Práxedis G. Guerrero is one of the 67 municipalities of Chihuahua, in northern Mexico. The municipal seat lies at Práxedis G. Guerrero, Chihuahua. The municipality covers an area of 808.97 km^{2} and stands on the US border close to Ciudad Juárez.

==Name==
The municipality's name was given to it by the State Congress in December 1933, to honor the Revolutionary leader Práxedis G. Guerrero, who was killed in action in Janos, Chihuahua, on 30 December 1910. It was previously known as San Ignacio.

==History==
Originally San Ignacio or San Ignacio de Loyola, founded after the Guadalupe/Hidalgo Treaty by missionaries coming from central north east Nuevo Mejico, later known as New Mexico.

==Demographics==

As of 2010, the municipality had a total population of 4,799, dramatically down from 8,514 as of 2005.

As of 2010, the town of Práxedis G. Guerrero had a population of 2,128. Other than the town of Práxedis G. Guerrero, the municipality had 85 localities, the largest of which (with 2010 population in parentheses) was: El Porvenir (1,253), classified as rural.
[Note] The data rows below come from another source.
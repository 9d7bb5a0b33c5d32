//! Storage collaborator for KyroGraph.
//!
//! The maintenance pipelines only need a narrow slice of the node store:
//! bulk metadata scans, single-file reads and writes, atomic JSON state files
//! and path resolution under a graph root.
//!
//! # Layout
//!
//! ```text
//! <root>/
//! ├── nodes/<id>.md            node documents (JSON frontmatter + body)
//! ├── .bootstrap.lock          lease lock record
//! ├── .bootstrap-state.json    bootstrap progress
//! ├── .bootstrap-complete      legacy completion sentinel (read-only)
//! ├── .dedup-state.json        dedup run metadata
//! └── .dedup-audit.jsonl       append-only merge provenance
//! ```

mod atomic;
mod document;
mod fs;
mod paths;
mod traits;

pub use atomic::{read_json_or_none, read_text_or_none, write_json_atomic, write_text_atomic};
pub use document::{parse_node, render_node};
pub use fs::FsGraphStore;
pub use paths::GraphPaths;
pub use traits::GraphStore;
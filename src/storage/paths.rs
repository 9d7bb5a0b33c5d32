//! Path resolution under a graph root.

use std::path::{Path, PathBuf};

use crate::node::NodeId;

const NODES_DIR: &str = "nodes";
const NODE_EXTENSION: &str = "md";
const LOCK_FILE: &str = ".bootstrap.lock";
const BOOTSTRAP_STATE_FILE: &str = ".bootstrap-state.json";
const LEGACY_BOOTSTRAP_SENTINEL: &str = ".bootstrap-complete";
const DEDUP_STATE_FILE: &str = ".dedup-state.json";
const AUDIT_LOG_FILE: &str = ".dedup-audit.jsonl";

/// Resolves every file the maintenance pipelines touch for one graph.
#[derive(Debug, Clone, PartialEq, Eq)]
pub struct GraphPaths {
    root: PathBuf,
}

impl GraphPaths {
    /// Creates a resolver for the graph at `root`.
    #[must_use]
    pub fn new(root: impl Into<PathBuf>) -> Self {
        Self { root: root.into() }
    }

    /// Returns the graph root.
    #[must_use]
    pub fn root(&self) -> &Path {
        &self.root
    }

    /// Directory holding node documents.
    #[must_use]
    pub fn nodes_dir(&self) -> PathBuf {
        self.root.join(NODES_DIR)
    }

    /// Document path for a node id.
    #[must_use]
    pub fn node_file(&self, id: &NodeId) -> PathBuf {
        self.nodes_dir().join(format!("{id}.{NODE_EXTENSION}"))
    }

    /// Returns true if `path` looks like a node document.
    #[must_use]
    pub fn is_node_file(path: &Path) -> bool {
        path.extension().and_then(|ext| ext.to_str()) == Some(NODE_EXTENSION)
    }

    #[must_use]
    pub fn lock_file(&self) -> PathBuf {
        self.root.join(LOCK_FILE)
    }

    #[must_use]
    pub fn bootstrap_state(&self) -> PathBuf {
        self.root.join(BOOTSTRAP_STATE_FILE)
    }

    /// Sentinel written by older versions when a bootstrap finished.
    #[must_use]
    pub fn legacy_bootstrap_sentinel(&self) -> PathBuf {
        self.root.join(LEGACY_BOOTSTRAP_SENTINEL)
    }

    #[must_use]
    pub fn dedup_state(&self) -> PathBuf {
        self.root.join(DEDUP_STATE_FILE)
    }

    #[must_use]
    pub fn audit_log(&self) -> PathBuf {
        self.root.join(AUDIT_LOG_FILE)
    }
}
Práxedis G. Guerrero has a very low population that rarely grows. In fact, much of the population, above all those of school age, leave for nearby Ciudad Juárez, due to the higher level of economic activity there.

==Geography==
===Towns and villages===
The municipality has 27 localities. The largest are:

| Name | 2010 Census Population |
|---|---|
| Práxedis G. Guerrero | 2,128 |
| El Porvenir | 1,253 |
| Colonia Esperanza | 710 |
| Total Municipality | 4,799 |

===Adjacent municipalities and counties===
- Guadalupe Municipality - east, south, and west
- Hudspeth County, Texas - north and northeast

===Climate and ecology===
The climate is extremely arid, with very high temperatures in the summer and very low temperatures in the winter, with extreme recorded temperatures of 43°C and -23°C. It has very low levels of precipitation.

Its flora are plants typical of the desert, and its fauna includes species such as the puma and the coyote.

==Politics==
===Municipal presidents===
- 1998–2001: Diego Javier Cedillos Aguirre
- 2001–2004: Rafael Carreón González
- 2004–2007: Juvenal Rodela Campos

In 2010 20-year-old Marisol Valles García, a criminology student, became the municipality's main chief of police. As of that year the police department consisted of 13 members, mostly women, who are unarmed.